My only complaint that I can't figure out is the KEEP UNTIL I DELETE function on the series I record. I want to record HOW ITS MADE but only have it keep 4 episodes. In the series settings I set the KEEP UNTIL option to UNTIL I DELETE. Now what I'm assuming the unit should do is record 4 shows and then stop recording the show unless I delete one of them...then it should replace the show I deleted and then stop recording again.

But this stupid thing just keeps recording the shows over and over. This is annoying for 2 reasons:
1. Sometimes episodes come on that I want to keep to show someone...but the episodes keep recording over each other...deleting the ones I want to save.
2. This also plugs up my ToDo list with shows I don't care to record. We are currently in the middle of a HOW ITS MADE marathon for the next 4 days...48 episodes a day. It took me 10 minutes to fast forward through my ToDo list just to see past them all.

In the big scheme of things it's not the end of the world...just the main gripe I have right now. Am I doing something wrong? My lovely R10 (and previous) Tivo units had this working perfectly.


----------



## litzdog911 (Oct 18, 2002)

It's working as designed. "Keep Until I Delete" will keep recording shows, but the DVR won't automatically delete them ... you must delete them. I'm not aware of any way to have it do exactly what you want and just keep 4 episode until you delete some.


----------



## Rob Helmerichs (Oct 17, 2000)

It sounds like you need a combination of Keep Until [I Delete] and Keep At Most [4 episodes]. I've never tried that, but it seems like that might have the effect you want.


----------



## Gavroche (May 27, 2007)

Rob Helmerichs said:


> It sounds like you need a combination of Keep Until [I Delete] and Keep At Most [X episodes]. I've never tried that, but it seems like that might have the effect you want.


Yeah, that's what I was thinking... does that not work?


----------



## Thom (Jun 5, 2000)

It won't do what you want it to do.

Keep At Most 4 means that, at the end of recording an episode, it will look at the total episodes on disk and ATTEMPT to delete all episodes beyond 4. However, Keep Until I Delete does not allow any deletion except manual deletion by the user. Thus a Keep At Most 4 combined with a Keep Until I Delete means your TiVo will keep recording the show, but be unable to delete any of the shows.

You can try setting your Season Pass or WishList to record only 1st Run episodes. But if the guide data is inaccurate/incomplete it will either record too many or skip ones you wanted to record.

If 1st Run doesn't work for you, then get rid of the Keep Until I Delete, raise Keep At Most to 10~25 or so, and move the Season Pass/WishList to the bottom of the list (least priority) in your Priority Manager.


----------



## Wekiva (Aug 6, 2002)

Gavroche said:


> Yeah, that's what I was thinking... does that not work?


On my HDVR6 and R10 it does work....but on my HR22 (non Tivo) it does not.
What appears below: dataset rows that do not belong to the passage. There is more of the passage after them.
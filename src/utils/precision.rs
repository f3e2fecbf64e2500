// src/utils/precision.rs
use rust_decimal::{Decimal, RoundingStrategy};

/// How an instrument stores its statistics.
#[derive(Debug, Clone, Copy, PartialEq, Eq)]
pub enum RoundingPolicy {
    /// Keep whatever precision the source sent (crypto assets).
    Source,
    /// Round to a fixed number of decimal places (currency pairs use 2).
    /// Midpoints are exact decimals here, so 32.455 becomes 32.46 where a
    /// binary-float `toFixed(2)` gives 32.45.
    Fixed(u32),
}

impl RoundingPolicy {
    pub fn from_places(places: Option<u32>) -> Self {
        match places {
            Some(dp) => RoundingPolicy::Fixed(dp),
            None => RoundingPolicy::Source,
        }
    }

    pub fn apply(self, value: Decimal) -> Decimal {
        match self {
            RoundingPolicy::Source => value,
            RoundingPolicy::Fixed(dp) => round_to_places(value, dp),
        }
    }
}

/// Rounds to `dp` decimal places, halves away from zero.
/// Example: 32.455, dp=2 -> 32.46
pub fn round_to_places(value: Decimal, dp: u32) -> Decimal {
    value.round_dp_with_strategy(dp, RoundingStrategy::MidpointAwayFromZero)
}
My settings are KEEP 4 and KEEP UNTIL I DELETE. The result is it keeps 4 but it then bumps off the oldest of the 4 and records a new one. It is impossible to keep a specific episode.


----------



## Gavroche (May 27, 2007)

Is this by design, or is this a bug?


----------



## Wekiva (Aug 6, 2002)

The more I think about this I can see why some would want it to work as it does now. For instance you want to record the national news and keep a week's worth of shows...or a week's worth of Oprah...and then it starts overwriting itself.
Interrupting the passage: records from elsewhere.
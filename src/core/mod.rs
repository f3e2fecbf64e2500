pub mod engine;
pub mod fetcher;
pub mod stats;
pub mod trend;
But I can also see plenty of times you'd want what I'm expecting above.

It would be nice if there were three options:
KEEP UNTIL I DELETE (as it is now...keeps episode # I request but then overwrites)
KEEP UNTIL DISK IS FULL
(new) - KEEP UNTIL ONLY I DELETE (will stop recording episodes when my limit is reached)


----------



## TyroneShoes (Sep 6, 2004)

Thom said:


> It won't do what you want it to do.
> 
> Keep At Most 4 means that, at the end of recording an episode, it will look at the total episodes on disk and ATTEMPT to delete all episodes beyond 4. However, Keep Until I Delete does not allow any deletion except manual deletion by the user. Thus a Keep At Most 4 combined with a Keep Until I Delete means your TiVo will keep recording the show, but be unable to delete any of the shows.
> 
> ...


Thom's approach should work well for you. Replay actually had a better way, but Replay is no more.

What you might do to add to this is:

Once you remove KUID, shows are ripe for deletion. But you can check the shows it records, and if any of them look like keepers, you can change their attributes individually after they are recorded, which will protect them from deletion. On Tivo, I'm not sure if these "kept" versions count against your "at most" number (on Replay they did not, which was pretty cool) but if you KUID a couple and want to as well still keep 4 new shows "in the chamber", you can up your "at most" number to compensate.


----------



## Jonathan_S (Oct 23, 2001)

TyroneShoes said:


> you can change their attributes individually after they are recorded, which will protect them from deletion. On Tivo, I'm not sure if these "kept" versions count against your "at most" number (on Replay they did not, which was pretty cool)


On TiVo they wouldn't count against your "at most" number.

On TiVo:
If you change a recording option (padding, keep until, etc) for a specific episode (either before or after it's been recorded) the episode gets 'divorced' from the season pass and treated like a manual recording.

This means that it is not counted against that season passes keep at most limit. 
FYI it also means, for episodes that haven't been recorded yet, that the modified episode just jumped to the very top recording priority (manual recordings always beat season passes) which _might_ be a problem if the schedule gets changed.


----------